ICANN (Internet Corporation for Assigned Names and Numbers), the body overseeing the naming of web addresses, recently released a huge list of proposed new domain names in the latest round of liberalisation of the domain name market, increasing the number of “top level” domains from the current 22 to 1,000 domains starting in early 2013.
Domain names ending in everything from .blog, .website, .basketball to .moi will soon be available for use.
It has taken considerable planning to and preparation to get new domain extensions to market (for that’s what it is, a market), from technical research to managing registrations to the marketing launch so potential buyers know about the new domains.

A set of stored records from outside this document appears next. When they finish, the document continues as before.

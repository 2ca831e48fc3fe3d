use thiserror::Error;

#[derive(Error, Debug)]
pub enum KVError {
    #[error("storage error: {0}")]
    Storage(String),

    #[error("invalid value for {key}: {reason}")]
    Encoding { key: String, reason: String },
}

impl KVError {
    pub(crate) fn storage(e: impl std::fmt::Display) -> Self {
        KVError::Storage(e.to_string())
    }
}
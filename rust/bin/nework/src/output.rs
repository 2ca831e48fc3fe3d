//! Table and JSON rendering.

use anyhow::Result;
use clap::ValueEnum;
use nework_core::{Event, EventType, Job, Post, User};
use serde::Serialize;

#[derive(Debug, Clone, Copy, PartialEq, Eq, ValueEnum)]
pub enum Output {
    Table,
    Json,
}

impl Output {
    pub fn is_json(self) -> bool {
        self == Output::Json
    }
}

pub fn json<T: Serialize + ?Sized>(value: &T) -> Result<()> {
    println!("{}", serde_json::to_string_pretty(value)?);
    Ok(())
}

/// Cut to `max` characters on one line.
fn clip(text: &str, max: usize) -> String {
    let line = text.lines().next().unwrap_or_default();
    if line.chars().count() > max || text.lines().nth(1).is_some() {
        let cut: String = line.chars().take(max.saturating_sub(1)).collect();
        format!("{}…", cut)
    } else {
        line.to_string()
    }
}

fn marker(on: bool) -> &'static str {
    if on { "*" } else { " " }
}

pub fn posts(items: &[Post]) {
    if items.is_empty() {
        println!("No posts yet.");
        return;
    }
    println!("{:2} {:6} {:20} {:16} {:>5} {}", "", "ID", "AUTHOR", "PUBLISHED", "LIKES", "CONTENT");
    for p in items {
        println!(
            "{:2} {:<6} {:20} {:16} {:>5} {}",
            marker(p.liked_by_me),
            p.id,
            clip(&p.author, 20),
            p.formatted_published(),
            p.like_owner_ids.len(),
            clip(&p.content, 50),
        );
    }
}

pub fn post(p: &Post, mentioned: &[User]) {
    println!("Post {} by {} ({})", p.id, p.author, p.formatted_published());
    if let Some(job) = &p.author_job {
        println!("  Job:      {}", job);
    }
    println!("  Likes:    {}{}", p.like_owner_ids.len(), if p.liked_by_me { " (you)" } else { "" });
    if let Some(link) = &p.link {
        println!("  Link:     {}", link);
    }
    if let Some(coords) = &p.coords {
        println!("  Location: {}", coords);
    }
    if let Some(att) = &p.attachment {
        println!("  Media:    {:?} {}", att.kind, att.url);
    }
    if !mentioned.is_empty() {
        let names: Vec<&str> = mentioned.iter().map(|u| u.name.as_str()).collect();
        println!("  Mentions: {}", names.join(", "));
    }
    println!();
    println!("{}", p.content);
}

fn kind(k: EventType) -> &'static str {
    match k {
        EventType::Online => "online",
        EventType::Offline => "offline",
    }
}

pub fn events(items: &[Event]) {
    if items.is_empty() {
        println!("No events yet.");
        return;
    }
    println!(
        "{:2} {:6} {:20} {:16} {:8} {:>5} {}",
        "", "ID", "AUTHOR", "STARTS", "TYPE", "GOING", "CONTENT"
    );
    for e in items {
        println!(
            "{:2} {:<6} {:20} {:16} {:8} {:>5} {}",
            marker(e.participated_by_me),
            e.id,
            clip(&e.author, 20),
            e.formatted_datetime(),
            kind(e.kind),
            e.participants_ids.len(),
            clip(&e.content, 40),
        );
    }
}

pub fn event(e: &Event, speakers: &[User], participants: &[User]) {
    println!("Event {} by {} ({})", e.id, e.author, kind(e.kind));
    println!("  Starts:   {}", e.formatted_datetime());
    println!("  Likes:    {}{}", e.like_owner_ids.len(), if e.liked_by_me { " (you)" } else { "" });
    println!(
        "  Going:    {}{}",
        e.participants_ids.len(),
        if e.participated_by_me { " (you)" } else { "" }
    );
    if let Some(link) = &e.link {
        println!("  Link:     {}", link);
    }
    if let Some(coords) = &e.coords {
        println!("  Location: {}", coords);
    }
    for (label, people) in [("Speakers", speakers), ("People", participants)] {
        if !people.is_empty() {
            let names: Vec<&str> = people.iter().map(|u| u.name.as_str()).collect();
            println!("  {:9} {}", format!("{}:", label), names.join(", "));
        }
    }
    println!();
    println!("{}", e.content);
}

pub fn users(items: &[User]) {
    if items.is_empty() {
        println!("No users.");
        return;
    }
    println!("{:6} {:20} {}", "ID", "LOGIN", "NAME");
    for u in items {
        println!("{:<6} {:20} {}", u.id, clip(&u.login, 20), u.name);
    }
}

pub fn user(u: &User) {
    println!("{} (@{}, id {})", u.name, u.login, u.id);
    if let Some(avatar) = &u.avatar {
        println!("  Avatar: {}", avatar);
    }
}

pub fn jobs(items: &[Job]) {
    if items.is_empty() {
        println!("No jobs.");
        return;
    }
    println!("{:6} {:24} {:20} {:16} {:16}", "ID", "COMPANY", "POSITION", "START", "FINISH");
    for j in items {
        let finish = j.finish.as_deref().map(nework_core::format_instant);
        println!(
            "{:<6} {:24} {:20} {:16} {:16}",
            j.id,
            clip(&j.name, 24),
            clip(&j.position, 20),
            nework_core::format_instant(&j.start),
            finish.as_deref().unwrap_or("-"),
        );
    }
}
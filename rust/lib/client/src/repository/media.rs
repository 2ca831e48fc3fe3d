use std::path::Path;

use nework_core::{AppError, AttachmentType, Media};

use crate::api::ApiClient;
use crate::transport::{ApiRequest, FilePart};

/// Form field the backend reads uploads from.
const FILE_FIELD: &str = "file";

/// A file picked from local storage, already read into memory.
#[derive(Debug, Clone, PartialEq)]
pub struct LocalFile {
    pub name: String,
    pub bytes: Vec<u8>,
    /// Guessed from the extension; `None` when unrecognized.
    pub mime: Option<String>,
}

impl LocalFile {
    pub fn new(name: impl Into<String>, bytes: Vec<u8>) -> Self {
        let name = name.into();
        let mime = guess_mime(&name).map(str::to_string);
        Self { name, bytes, mime }
    }

    pub async fn read(path: impl AsRef<Path>) -> Result<Self, AppError> {
        let path = path.as_ref();
        let name = path
            .file_name()
            .map(|n| n.to_string_lossy().into_owned())
            .unwrap_or_else(|| "file".to_string());
        let bytes = tokio::fs::read(path)
            .await
            .map_err(|e| AppError::api(format!("Cannot read {}: {}", path.display(), e)))?;
        Ok(Self::new(name, bytes))
    }

    pub fn size(&self) -> usize {
        self.bytes.len()
    }

    /// Attachment kind implied by the mime type.
    pub fn attachment_type(&self) -> Option<AttachmentType> {
        let mime = self.mime.as_deref()?;
        if mime.starts_with("image/") {
            Some(AttachmentType::Image)
        } else if mime.starts_with("video/") {
            Some(AttachmentType::Video)
        } else if mime.starts_with("audio/") {
            Some(AttachmentType::Audio)
        } else {
            None
        }
    }

    pub(crate) fn part(&self, field: &str, mime: &str) -> FilePart {
        FilePart {
            field: field.to_string(),
            file_name: self.name.clone(),
            mime: mime.to_string(),
            bytes: self.bytes.clone(),
        }
    }
}

fn guess_mime(name: &str) -> Option<&'static str> {
    let ext = name.rsplit_once('.')?.1.to_ascii_lowercase();
    Some(match ext.as_str() {
        "jpg" | "jpeg" => "image/jpeg",
        "png" => "image/png",
        "gif" => "image/gif",
        "webp" => "image/webp",
        "mp4" => "video/mp4",
        "webm" => "video/webm",
        "mov" => "video/quicktime",
        "mp3" => "audio/mpeg",
        "ogg" => "audio/ogg",
        "wav" => "audio/wav",
        "m4a" => "audio/mp4",
        _ => return None,
    })
}

#[derive(Clone)]
pub struct MediaRepository {
    api: ApiClient,
}

impl MediaRepository {
    pub fn new(api: ApiClient) -> Self {
        Self { api }
    }

    /// Upload as multipart `file`, announced with the kind's wildcard type.
    pub async fn upload(&self, file: &LocalFile, kind: AttachmentType) -> Result<Media, AppError> {
        let request = ApiRequest::post("api/media").multipart(&[], vec![file.part(FILE_FIELD, kind.mime_type())]);
        self.api.fetch(request).await
    }
}

#[cfg(test)]
mod tests {
    use super::*;
    use crate::testing::FakeTransport;
    use crate::transport::{Method, RequestBody};
    use std::sync::Arc;

    #[test]
    fn mime_guess() {
        assert_eq!(LocalFile::new("a.JPG", vec![]).mime.as_deref(), Some("image/jpeg"));
        assert_eq!(LocalFile::new("clip.mp4", vec![]).attachment_type(), Some(AttachmentType::Video));
        assert_eq!(LocalFile::new("notes", vec![]).mime, None);
        assert_eq!(LocalFile::new("doc.pdf", vec![]).attachment_type(), None);
    }

    #[tokio::test]
    async fn read_from_disk() {
        let dir = tempfile::tempdir().unwrap();
        let path = dir.path().join("song.mp3");
        std::fs::write(&path, b"ID3").unwrap();

        let file = LocalFile::read(&path).await.unwrap();
        assert_eq!(file.name, "song.mp3");
        assert_eq!(file.size(), 3);
        assert_eq!(file.attachment_type(), Some(AttachmentType::Audio));

        let missing = LocalFile::read(dir.path().join("nope.png")).await;
        assert!(matches!(missing, Err(AppError::Api(Some(_)))));
    }

    #[tokio::test]
    async fn upload_sends_file_part() {
        let fake = Arc::new(FakeTransport::new());
        let repo = MediaRepository::new(ApiClient::new(fake.clone()));
        fake.respond_json(Method::Post, "api/media", &Media { url: "http://m/1.png".into() });

        let media = repo
            .upload(&LocalFile::new("pic.png", vec![1, 2, 3]), AttachmentType::Image)
            .await
            .unwrap();
        assert_eq!(media.url, "http://m/1.png");

        match &fake.requests()[0].body {
            RequestBody::Multipart { fields, files } => {
                assert!(fields.is_empty());
                assert_eq!(files[0].field, "file");
                assert_eq!(files[0].mime, "image/*");
                assert_eq!(files[0].bytes, vec![1, 2, 3]);
            }
            other => panic!("unexpected body {:?}", other),
        }
    }
}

The process for creating a new domain extension varies:
- Country code domains, like .uk (the United Kingdom), .fr (France) or .tv (Tuvalu – yes, Tuvalu owns .tv), are administered by that country’s government, which in practice is handed off to a government appointed organisation to run; in the UK, that organisation is Nominet.

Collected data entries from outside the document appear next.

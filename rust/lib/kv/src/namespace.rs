use std::sync::Arc;

use crate::error::KVError;
use crate::traits::KVStore;

/// A typed view over every key under `{name}:`.
///
/// `put` replaces the whole record atomically: fields not named in the
/// new record are deleted in the same logical update, so a reader never
/// sees fields from two different writes.
#[derive(Clone)]
pub struct Namespace {
    store: Arc<dyn KVStore>,
    prefix: String,
}

impl Namespace {
    pub fn new(store: Arc<dyn KVStore>, name: &str) -> Self {
        Self {
            store,
            prefix: format!("{}:", name),
        }
    }

    fn key(&self, field: &str) -> String {
        format!("{}{}", self.prefix, field)
    }

    /// Read one field as UTF-8 text.
    pub fn get_str(&self, field: &str) -> Result<Option<String>, KVError> {
        let key = self.key(field);
        match self.store.get(&key)? {
            None => Ok(None),
            Some(bytes) => String::from_utf8(bytes)
                .map(Some)
                .map_err(|e| KVError::Encoding { key, reason: e.to_string() }),
        }
    }

    /// Read one field as a decimal integer.
    pub fn get_i64(&self, field: &str) -> Result<Option<i64>, KVError> {
        match self.get_str(field)? {
            None => Ok(None),
            Some(text) => text.trim().parse::<i64>().map(Some).map_err(|e| KVError::Encoding {
                key: self.key(field),
                reason: e.to_string(),
            }),
        }
    }

    /// Replace the record with `fields` in one transaction.
    pub fn put(&self, fields: &[(&str, String)]) -> Result<(), KVError> {
        let keys: Vec<String> = fields.iter().map(|(f, _)| self.key(f)).collect();
        let stale: Vec<String> = self
            .store
            .scan(&self.prefix)?
            .into_iter()
            .map(|(k, _)| k)
            .filter(|k| !keys.contains(k))
            .collect();

        let upserts: Vec<(&str, &[u8])> = keys
            .iter()
            .zip(fields)
            .map(|(k, (_, v))| (k.as_str(), v.as_bytes()))
            .collect();
        let removals: Vec<&str> = stale.iter().map(String::as_str).collect();
        self.store.apply(&upserts, &removals)
    }

    /// Delete every field of the record.
    pub fn clear(&self) -> Result<(), KVError> {
        let keys: Vec<String> = self.store.scan(&self.prefix)?.into_iter().map(|(k, _)| k).collect();
        if keys.is_empty() {
            return Ok(());
        }
        let keys: Vec<&str> = keys.iter().map(String::as_str).collect();
        self.store.batch_delete(&keys)
    }

    pub fn is_empty(&self) -> Result<bool, KVError> {
        Ok(self.store.scan(&self.prefix)?.is_empty())
    }
}

#[cfg(test)]
mod tests {
    use super::*;
    use crate::MemoryStore;

    fn auth() -> (Arc<MemoryStore>, Namespace) {
        let store = Arc::new(MemoryStore::new());
        let ns = Namespace::new(store.clone(), "auth");
        (store, ns)
    }

    #[test]
    fn put_and_read_fields() {
        let (_, ns) = auth();
        ns.put(&[("id", "7".to_string()), ("token", "secret".to_string())]).unwrap();

        assert_eq!(ns.get_i64("id").unwrap(), Some(7));
        assert_eq!(ns.get_str("token").unwrap().as_deref(), Some("secret"));
        assert_eq!(ns.get_str("avatar").unwrap(), None);
    }

    #[test]
    fn put_drops_fields_of_previous_record() {
        let (_, ns) = auth();
        ns.put(&[
            ("id", "7".to_string()),
            ("token", "a".to_string()),
            ("avatar", "http://img/7.png".to_string()),
        ])
        .unwrap();
        ns.put(&[("id", "8".to_string()), ("token", "b".to_string())]).unwrap();

        assert_eq!(ns.get_i64("id").unwrap(), Some(8));
        assert_eq!(ns.get_str("avatar").unwrap(), None);
    }

    #[test]
    fn clear_only_touches_own_prefix() {
        let (store, ns) = auth();
        store.set("settings:theme", b"dark").unwrap();
        ns.put(&[("id", "1".to_string())]).unwrap();

        ns.clear().unwrap();
        assert!(ns.is_empty().unwrap());
        assert_eq!(store.get("settings:theme").unwrap(), Some(b"dark".to_vec()));
    }

    #[test]
    fn non_numeric_id_is_an_encoding_error() {
        let (store, ns) = auth();
        store.set("auth:id", b"seven").unwrap();
        assert!(matches!(ns.get_i64("id"), Err(KVError::Encoding { .. })));
    }
}
use std::sync::Arc;

use nework_core::AppError;
use serde::de::DeserializeOwned;
use tracing::debug;

use crate::transport::{ApiRequest, ApiResponse, Transport};

/// Shared request executor for the repositories.
///
/// Turns every transport outcome into either a decoded value or an
/// [`AppError`]; nothing above this type sees a [`crate::TransportError`].
#[derive(Clone)]
pub struct ApiClient {
    transport: Arc<dyn Transport>,
}

impl ApiClient {
    pub fn new(transport: Arc<dyn Transport>) -> Self {
        Self { transport }
    }

    /// One round trip. Non-2xx statuses map through [`AppError::from_status`].
    pub async fn send(&self, request: ApiRequest) -> Result<ApiResponse, AppError> {
        let method = request.method;
        let path = request.path.clone();
        let resp = self.transport.execute(request).await.map_err(|e| {
            debug!(%method, path = %path, error = %e, "transport failure");
            if e.is_io() {
                AppError::Network
            } else {
                AppError::Unknown
            }
        })?;
        debug!(%method, path = %path, status = resp.status, "api call");

        if resp.is_success() {
            Ok(resp)
        } else {
            Err(AppError::from_status(resp.status, rejection_message(&resp)))
        }
    }

    /// Decode a single entity. An empty body is an error.
    pub async fn fetch<R: DeserializeOwned>(&self, request: ApiRequest) -> Result<R, AppError> {
        let resp = self.send(request).await?;
        if is_blank(&resp.body) {
            debug!("empty entity body");
            return Err(AppError::Unknown);
        }
        decode(&resp.body)
    }

    /// Decode a list. An empty body is an empty list.
    pub async fn fetch_list<R: DeserializeOwned>(&self, request: ApiRequest) -> Result<Vec<R>, AppError> {
        let resp = self.send(request).await?;
        if is_blank(&resp.body) {
            return Ok(Vec::new());
        }
        decode(&resp.body)
    }

    /// Fire a request whose body is ignored.
    pub async fn execute(&self, request: ApiRequest) -> Result<(), AppError> {
        self.send(request).await.map(|_| ())
    }
}

fn is_blank(body: &[u8]) -> bool {
    body.iter().all(u8::is_ascii_whitespace)
}

fn decode<R: DeserializeOwned>(body: &[u8]) -> Result<R, AppError> {
    serde_json::from_slice(body).map_err(|e| {
        debug!(error = %e, "undecodable response body");
        AppError::Unknown
    })
}

/// The server explains a 400 either as JSON (`reason` / `message`) or as
/// plain text.
fn rejection_message(resp: &ApiResponse) -> Option<String> {
    if resp.status != 400 {
        return None;
    }
    if let Ok(value) = serde_json::from_slice::<serde_json::Value>(&resp.body) {
        let text = match &value {
            serde_json::Value::Object(map) => map
                .get("reason")
                .or_else(|| map.get("message"))
                .and_then(|v| v.as_str())
                .map(str::to_string),
            serde_json::Value::String(s) => Some(s.clone()),
            _ => None,
        };
        return text.filter(|t| !t.trim().is_empty());
    }
    Some(resp.text().trim().to_string()).filter(|t| !t.is_empty())
}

- Generic domain name extensions, such as .info, .xxx or .org, are handled by ICANN itself, the organisation with overall control of the domain name system.

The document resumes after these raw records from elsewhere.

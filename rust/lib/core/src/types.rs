//! Wire types of the NeWork REST API.
//!
//! Field names follow the backend's camelCase JSON. The `*ByMe` flags are
//! computed by the server from the caller's credential and are never
//! derived locally.

use chrono::{DateTime, Local};
use serde::{Deserialize, Deserializer, Serialize};

/// Anything a feed can hold: addressed by a server-assigned id.
pub trait Identified {
    fn id(&self) -> i64;
}

/// Render an ISO-8601 instant as `dd.MM.yyyy HH:mm` local time.
/// Unparseable input is returned unchanged.
pub fn format_instant(raw: &str) -> String {
    match DateTime::parse_from_rfc3339(raw) {
        Ok(instant) => instant.with_timezone(&Local).format("%d.%m.%Y %H:%M").to_string(),
        Err(_) => raw.to_string(),
    }
}

// ── Auth ────────────────────────────────────────────────────────────

/// Returned by sign-in and sign-up.
#[derive(Debug, Clone, PartialEq, Eq, Serialize, Deserialize)]
pub struct Token {
    pub id: i64,
    pub token: String,
    #[serde(default, skip_serializing_if = "Option::is_none")]
    pub avatar: Option<String>,
}

#[derive(Debug, Clone, PartialEq, Eq, Serialize, Deserialize)]
pub struct PushToken {
    pub token: String,
}

// ── Shared ──────────────────────────────────────────────────────────

#[derive(Debug, Clone, Copy, PartialEq, Serialize, Deserialize)]
pub struct Coordinates {
    #[serde(deserialize_with = "lenient_f64")]
    pub lat: f64,
    #[serde(deserialize_with = "lenient_f64")]
    pub long: f64,
}

impl std::fmt::Display for Coordinates {
    fn fmt(&self, f: &mut std::fmt::Formatter<'_>) -> std::fmt::Result {
        write!(f, "{:.6}, {:.6}", self.lat, self.long)
    }
}

/// The backend has emitted coordinates both as numbers and as strings.
fn lenient_f64<'de, D: Deserializer<'de>>(deserializer: D) -> Result<f64, D::Error> {
    #[derive(Deserialize)]
    #[serde(untagged)]
    enum NumOrText {
        Num(f64),
        Text(String),
    }
    match NumOrText::deserialize(deserializer)? {
        NumOrText::Num(n) => Ok(n),
        NumOrText::Text(s) => s.trim().parse().map_err(serde::de::Error::custom),
    }
}

#[derive(Debug, Clone, Copy, PartialEq, Eq, Hash, Serialize, Deserialize)]
#[serde(rename_all = "SCREAMING_SNAKE_CASE")]
pub enum AttachmentType {
    Image,
    Video,
    Audio,
}

impl AttachmentType {
    /// Content type announced when uploading a file of this kind.
    pub fn mime_type(self) -> &'static str {
        match self {
            AttachmentType::Image => "image/*",
            AttachmentType::Video => "video/*",
            AttachmentType::Audio => "audio/*",
        }
    }
}

#[derive(Debug, Clone, PartialEq, Eq, Serialize, Deserialize)]
pub struct Attachment {
    pub url: String,
    #[serde(rename = "type")]
    pub kind: AttachmentType,
}

/// Upload result.
#[derive(Debug, Clone, PartialEq, Eq, Serialize, Deserialize)]
pub struct Media {
    pub url: String,
}

// ── Post ────────────────────────────────────────────────────────────

#[derive(Debug, Clone, PartialEq, Default, Serialize, Deserialize)]
#[serde(rename_all = "camelCase")]
pub struct Post {
    pub id: i64,
    #[serde(default)]
    pub author: String,
    #[serde(default)]
    pub author_id: i64,
    #[serde(default, skip_serializing_if = "Option::is_none")]
    pub author_job: Option<String>,
    #[serde(default, skip_serializing_if = "Option::is_none")]
    pub author_avatar: Option<String>,
    pub content: String,
    #[serde(default)]
    pub published: String,
    #[serde(default, skip_serializing_if = "Option::is_none")]
    pub coords: Option<Coordinates>,
    #[serde(default, skip_serializing_if = "Option::is_none")]
    pub link: Option<String>,
    #[serde(default)]
    pub like_owner_ids: Vec<i64>,
    #[serde(default)]
    pub liked_by_me: bool,
    #[serde(default)]
    pub mention_ids: Vec<i64>,
    #[serde(default)]
    pub mentioned_me: bool,
    #[serde(default, skip_serializing_if = "Option::is_none")]
    pub attachment: Option<Attachment>,
    #[serde(default)]
    pub owned_by_me: bool,
}

impl Post {
    /// A new post as sent to `POST /api/posts`. The server fills in
    /// author, timestamps and flags.
    pub fn draft(content: impl Into<String>) -> Self {
        Self {
            content: content.into(),
            ..Default::default()
        }
    }

    pub fn formatted_published(&self) -> String {
        format_instant(&self.published)
    }
}

impl Identified for Post {
    fn id(&self) -> i64 {
        self.id
    }
}

// ── Event ───────────────────────────────────────────────────────────

#[derive(Debug, Clone, Copy, PartialEq, Eq, Default, Serialize, Deserialize)]
#[serde(rename_all = "SCREAMING_SNAKE_CASE")]
pub enum EventType {
    Online,
    #[default]
    Offline,
}

#[derive(Debug, Clone, PartialEq, Default, Serialize, Deserialize)]
#[serde(rename_all = "camelCase")]
pub struct Event {
    pub id: i64,
    #[serde(default)]
    pub author: String,
    #[serde(default)]
    pub author_id: i64,
    #[serde(default, skip_serializing_if = "Option::is_none")]
    pub author_job: Option<String>,
    #[serde(default, skip_serializing_if = "Option::is_none")]
    pub author_avatar: Option<String>,
    pub content: String,
    /// When the event takes place.
    #[serde(default)]
    pub datetime: String,
    #[serde(default)]
    pub published: String,
    #[serde(default, skip_serializing_if = "Option::is_none")]
    pub coords: Option<Coordinates>,
    #[serde(rename = "type", default)]
    pub kind: EventType,
    #[serde(default)]
    pub like_owner_ids: Vec<i64>,
    #[serde(default)]
    pub liked_by_me: bool,
    #[serde(default)]
    pub speaker_ids: Vec<i64>,
    #[serde(default)]
    pub participants_ids: Vec<i64>,
    #[serde(default)]
    pub participated_by_me: bool,
    #[serde(default, skip_serializing_if = "Option::is_none")]
    pub attachment: Option<Attachment>,
    #[serde(default, skip_serializing_if = "Option::is_none")]
    pub link: Option<String>,
    #[serde(default)]
    pub owned_by_me: bool,
}

impl Event {
    pub fn draft(content: impl Into<String>, datetime: impl Into<String>, kind: EventType) -> Self {
        Self {
            content: content.into(),
            datetime: datetime.into(),
            kind,
            ..Default::default()
        }
    }

    pub fn formatted_datetime(&self) -> String {
        format_instant(&self.datetime)
    }

    pub fn formatted_published(&self) -> String {
        format_instant(&self.published)
    }
}

impl Identified for Event {
    fn id(&self) -> i64 {
        self.id
    }
}

// ── User / Job ──────────────────────────────────────────────────────

#[derive(Debug, Clone, PartialEq, Eq, Serialize, Deserialize)]
pub struct User {
    pub id: i64,
    pub login: String,
    pub name: String,
    #[serde(default, skip_serializing_if = "Option::is_none")]
    pub avatar: Option<String>,
}

impl Identified for User {
    fn id(&self) -> i64 {
        self.id
    }
}

#[derive(Debug, Clone, PartialEq, Eq, Default, Serialize, Deserialize)]
pub struct Job {
    pub id: i64,
    /// Company name.
    pub name: String,
    pub position: String,
    pub start: String,
    #[serde(default, skip_serializing_if = "Option::is_none")]
    pub finish: Option<String>,
    #[serde(default, skip_serializing_if = "Option::is_none")]
    pub link: Option<String>,
}

impl Identified for Job {
    fn id(&self) -> i64 {
        self.id
    }
}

- With this vast list of new domains, ICANN approves the new extensions and assigns them to organisations which have applied to handle the registration and administration.
The organisations responsible for their assigned domains must set-up robust registration systems for purchase, expiry, renewals and proper redirection to ensure that everything works properly.
New domain launches will all follow a three-step process, designed to ensure fair assignment of domains to users:
- Sunrise. Stage one allows trademark holders a chance to register their domain names first, in order to protect their branding early, for example .infiniti is a Nissan trademark, so Nissan would have an interest in taking various domains having that extension. The Sunrise period allows trademark holders potentially to block registration of domains containing their trademark. This is a measure to block so-called cyber-squatters.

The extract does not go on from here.